*** Opening Given data ***
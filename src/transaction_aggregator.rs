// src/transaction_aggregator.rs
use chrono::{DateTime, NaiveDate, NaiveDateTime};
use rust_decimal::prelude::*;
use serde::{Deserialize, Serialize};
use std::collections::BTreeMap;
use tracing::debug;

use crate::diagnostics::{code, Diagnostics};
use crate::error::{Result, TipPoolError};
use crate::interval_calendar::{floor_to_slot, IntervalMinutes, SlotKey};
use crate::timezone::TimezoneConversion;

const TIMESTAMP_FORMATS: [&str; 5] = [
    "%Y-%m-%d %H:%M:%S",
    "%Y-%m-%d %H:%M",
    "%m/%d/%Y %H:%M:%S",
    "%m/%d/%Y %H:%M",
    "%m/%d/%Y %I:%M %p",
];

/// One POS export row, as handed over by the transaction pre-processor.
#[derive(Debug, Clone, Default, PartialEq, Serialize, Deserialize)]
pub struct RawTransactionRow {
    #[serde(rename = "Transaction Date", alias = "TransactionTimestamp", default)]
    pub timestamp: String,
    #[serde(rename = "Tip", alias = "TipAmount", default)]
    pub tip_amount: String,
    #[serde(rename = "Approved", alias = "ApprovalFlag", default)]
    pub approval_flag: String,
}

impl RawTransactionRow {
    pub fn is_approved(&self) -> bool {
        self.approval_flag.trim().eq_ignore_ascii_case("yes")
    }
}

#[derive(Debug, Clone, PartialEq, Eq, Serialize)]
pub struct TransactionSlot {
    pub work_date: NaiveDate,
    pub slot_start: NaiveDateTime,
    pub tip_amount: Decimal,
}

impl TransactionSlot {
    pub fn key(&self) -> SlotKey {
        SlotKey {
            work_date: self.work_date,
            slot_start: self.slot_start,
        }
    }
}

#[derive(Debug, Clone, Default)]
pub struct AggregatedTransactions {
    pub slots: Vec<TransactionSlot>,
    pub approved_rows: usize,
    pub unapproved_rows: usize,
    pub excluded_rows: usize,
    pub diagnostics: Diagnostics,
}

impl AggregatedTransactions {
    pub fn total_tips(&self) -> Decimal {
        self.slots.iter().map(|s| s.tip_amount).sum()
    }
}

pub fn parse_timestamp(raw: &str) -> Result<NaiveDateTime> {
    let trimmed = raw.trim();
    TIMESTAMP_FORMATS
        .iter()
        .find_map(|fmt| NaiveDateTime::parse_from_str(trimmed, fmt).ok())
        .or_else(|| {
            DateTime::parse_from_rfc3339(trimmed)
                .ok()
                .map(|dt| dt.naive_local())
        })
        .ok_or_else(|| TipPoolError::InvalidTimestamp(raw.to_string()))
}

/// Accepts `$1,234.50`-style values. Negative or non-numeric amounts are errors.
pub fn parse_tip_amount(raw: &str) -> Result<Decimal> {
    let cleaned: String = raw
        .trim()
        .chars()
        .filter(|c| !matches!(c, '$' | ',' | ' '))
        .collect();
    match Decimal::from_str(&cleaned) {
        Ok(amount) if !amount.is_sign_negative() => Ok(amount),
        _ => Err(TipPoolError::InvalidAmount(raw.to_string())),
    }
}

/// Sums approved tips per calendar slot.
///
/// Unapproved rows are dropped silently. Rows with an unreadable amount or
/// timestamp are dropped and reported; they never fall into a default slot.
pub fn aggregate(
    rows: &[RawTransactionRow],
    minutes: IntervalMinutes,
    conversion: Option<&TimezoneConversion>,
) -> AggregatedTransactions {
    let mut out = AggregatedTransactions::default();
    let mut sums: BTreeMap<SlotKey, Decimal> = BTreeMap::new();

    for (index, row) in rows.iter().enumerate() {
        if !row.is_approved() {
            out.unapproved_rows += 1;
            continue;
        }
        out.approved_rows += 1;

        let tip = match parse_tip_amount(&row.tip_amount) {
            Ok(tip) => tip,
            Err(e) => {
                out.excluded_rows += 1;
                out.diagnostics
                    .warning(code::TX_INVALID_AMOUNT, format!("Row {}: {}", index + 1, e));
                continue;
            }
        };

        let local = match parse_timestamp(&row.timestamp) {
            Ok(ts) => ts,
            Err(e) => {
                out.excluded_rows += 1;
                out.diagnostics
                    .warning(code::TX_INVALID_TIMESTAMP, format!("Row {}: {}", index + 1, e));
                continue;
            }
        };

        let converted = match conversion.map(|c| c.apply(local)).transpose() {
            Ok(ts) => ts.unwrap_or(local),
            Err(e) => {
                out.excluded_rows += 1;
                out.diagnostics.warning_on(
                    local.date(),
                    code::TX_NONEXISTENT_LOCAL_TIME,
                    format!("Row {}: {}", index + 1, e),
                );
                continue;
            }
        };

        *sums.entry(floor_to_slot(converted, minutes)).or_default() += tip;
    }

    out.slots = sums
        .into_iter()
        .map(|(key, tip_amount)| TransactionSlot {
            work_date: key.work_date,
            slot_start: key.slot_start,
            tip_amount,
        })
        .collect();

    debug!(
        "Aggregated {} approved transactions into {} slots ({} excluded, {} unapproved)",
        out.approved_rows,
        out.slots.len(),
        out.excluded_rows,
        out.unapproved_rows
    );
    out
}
*** Closing Given data ***
__Task to carry out__
Find the lines above that include the string "BTreeMap" and copy them.

__Answer section__
use std::collections::BTreeMap;
    let mut sums: BTreeMap<SlotKey, Decimal> = BTreeMap::new();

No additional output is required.